Em termos regionais, ainda em relação ao movimento deste índice na margem, 11 locais apontaram taxas negativas, com destaque para as perdas vindas da Bahia (-1,7%), Pernambuco (-1,5%), Região Nordeste (-1,1%), Pará (-0,9%), Rio Grande do Sul (-0,7%), Amazonas (-0,7%) e São Paulo (-0,6%).


Comparação com 2013

Na comparação com igual mês do ano anterior, o setor industrial nacional recuou 3,6% em julho de 2014, com perfil disseminado de resultados negativos em termos regionais, já que 13 dos 15 locais pesquisados apontaram queda na produção.

Nesse mês, os recuos mais intensos foram registrados por Rio Grande do Sul (-10,6%), Bahia (-7,5%), Paraná (-6,4%) e São Paulo (-5,8%), pressionados, em grande parte, pela redução na produção dos setores de veículos automotores, reboques e carrocerias.
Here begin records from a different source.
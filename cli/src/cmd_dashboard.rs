// SPDX-FileCopyrightText: 2026 SchedCC Contributors
//
// SPDX-License-Identifier: Apache-2.0

use std::error::Error;

use chrono::NaiveDate;
use clap::{ArgMatches, Command, ValueEnum};
use colored::Colorize;
use schedcc_core::{APP_NAME, CommonView, SchedCc};

#[derive(Debug, Default, Clone, Copy)]
pub struct CmdDashboard;

impl CmdDashboard {
    pub const NAME: &str = "home";

    pub fn command() -> Command {
        Command::new(Self::NAME)
            .alias("dashboard")
            .about("Show the home screen with quick actions and common views")
    }

    pub fn from(_matches: &ArgMatches) -> Self {
        CmdDashboard
    }

    pub async fn run(self, sc: &SchedCc) -> Result<(), Box<dyn Error>> {
        tracing::debug!(?self, "generating home screen...");
        println!("{}", Self::render(sc, sc.now().date_naive()));
        Ok(())
    }

    /// The home screen: quick actions, then each common view with its number
    /// of matching events as of `today`.
    pub fn render(sc: &SchedCc, today: NaiveDate) -> String {
        let mut lines = vec![format!("⚡ {}", "Quick Actions".bold())];
        for (cmd, about) in [
            ("new <CLIENT> ...", "Add a new event"),
            ("search", "Search events"),
            ("export", "Export filtered events as CSV"),
        ] {
            lines.push(format!(" {} {APP_NAME} {cmd:<18} {}", "►".green(), about.italic()));
        }

        lines.push(String::new());
        lines.push(format!("📌 {}", "Common Views".bold()));
        for view in CommonView::ALL {
            let count = sc.list_events(&view.conditions(today)).len();
            let flag = view
                .to_possible_value()
                .map(|v| format!("--view {}", v.get_name()))
                .unwrap_or_default();
            lines.push(format!(" {} {view} ({count})  {}", "►".green(), flag.dimmed()));
        }
        lines.push(format!(" {} {} event(s) in total", "►".green(), sc.store().len()));
        lines.join("\n")
    }
}
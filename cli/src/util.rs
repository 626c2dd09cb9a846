// SPDX-FileCopyrightText: 2026 SchedCC Contributors
//
// SPDX-License-Identifier: Apache-2.0

use chrono::{Month, NaiveDate, NaiveTime};
use clap_num::number_range;
use schedcc_core::{month_from_number, parse_date, parse_time};

/// The output format for commands
#[derive(Debug, Clone, Copy, PartialEq, Eq, clap::ValueEnum)]
pub enum OutputFormat {
    Json,
    Table,
}

/// Parses a month number for clap, where 0 means any month.
pub fn parse_month(s: &str) -> Result<u8, String> {
    number_range(s, 0, 12)
}

pub fn month_of(n: u8) -> Result<Option<Month>, String> {
    month_from_number(n).map_err(|e| e.to_string())
}

pub fn parse_date_arg(s: &str) -> Result<NaiveDate, String> {
    parse_date(s).map_err(|e| e.to_string())
}

pub fn parse_time_arg(s: &str) -> Result<NaiveTime, String> {
    match parse_time(s) {
        Ok(Some(t)) => Ok(t),
        Ok(None) => Err("time must not be empty".to_string()),
        Err(e) => Err(e.to_string()),
    }
}

/// Parses a `Yes`/`No` answer, as the form's dropdowns offer.
pub fn parse_yes_no(s: &str) -> Result<bool, String> {
    match s.to_ascii_lowercase().as_str() {
        "yes" | "y" | "true" | "1" => Ok(true),
        "no" | "n" | "false" | "0" => Ok(false),
        _ => Err(format!("expected yes or no, got '{s}'")),
    }
}
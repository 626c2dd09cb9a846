// SPDX-FileCopyrightText: 2026 SchedCC Contributors
//
// SPDX-License-Identifier: Apache-2.0

use std::fmt;

use crate::{Event, EventKind, Site};

impl Event {
    /// The display title of the event, e.g.
    /// `Confirmed-EQS-Telstra Leadership Boost (Online) Dom Syd`.
    pub fn title(&self) -> String {
        Title(self).to_string()
    }
}

/// Display adapter writing the title of an event.
#[derive(Debug, Clone, Copy)]
pub struct Title<'a>(pub &'a Event);

impl fmt::Display for Title<'_> {
    fn fmt(&self, f: &mut fmt::Formatter<'_>) -> fmt::Result {
        let e = self.0;
        write!(f, "{}-{}-{} {}", e.status, e.source, e.client, e.course)?;
        match e.kind {
            EventKind::Workshop => write!(
                f,
                " ({}) {} {}",
                e.medium,
                e.trainer,
                Sites(&e.location)
            ),
            EventKind::Coaching => write!(f, " {}", e.trainer),
            EventKind::Meeting => write!(f, " {} {}", e.trainer, Sites(&e.location)),
        }
    }
}

/// Sites joined by a single space.
struct Sites<'a>(&'a [Site]);

impl fmt::Display for Sites<'_> {
    fn fmt(&self, f: &mut fmt::Formatter<'_>) -> fmt::Result {
        for (i, site) in self.0.iter().enumerate() {
            if i > 0 {
                f.write_str(" ")?;
            }
            write!(f, "{site}")?;
        }
        Ok(())
    }
}
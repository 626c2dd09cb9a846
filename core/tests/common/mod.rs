// SPDX-FileCopyrightText: 2026 SchedCC Contributors
//
// SPDX-License-Identifier: Apache-2.0

//! Common test utilities for integration tests.
//!
//! This module provides shared test infrastructure including:
//! - Test data factories (fixtures)
//! - Temporary directory management with auto-cleanup

mod fixtures;
mod temp_dir;

#[allow(unused_imports)]
pub use fixtures::{test_event, test_event_json, test_events_by_month};
#[allow(unused_imports)]
pub use temp_dir::TempDataDir;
Pernambuco (-4,3%) e Minas Gerais (-3,7%) também assinalaram quedas mais acentuadas do que a média nacional (-3,6%), enquanto Goiás (-3,2%), Região Nordeste (-3,1%), Santa Catarina (-2,7%), Pará (-1,7%), Amazonas (-1,5%), Ceará (-1,5%) e Rio de Janeiro (-1,3%) completaram o conjunto de locais com taxas negativas.

Em contrapartida, Espírito Santo (10,3%) e Mato Grosso (4,8%) assinalaram os avanços nesse mês, impulsionados, em grande parte, pelo comportamento positivo vindo dos setores extrativo e de metalurgia.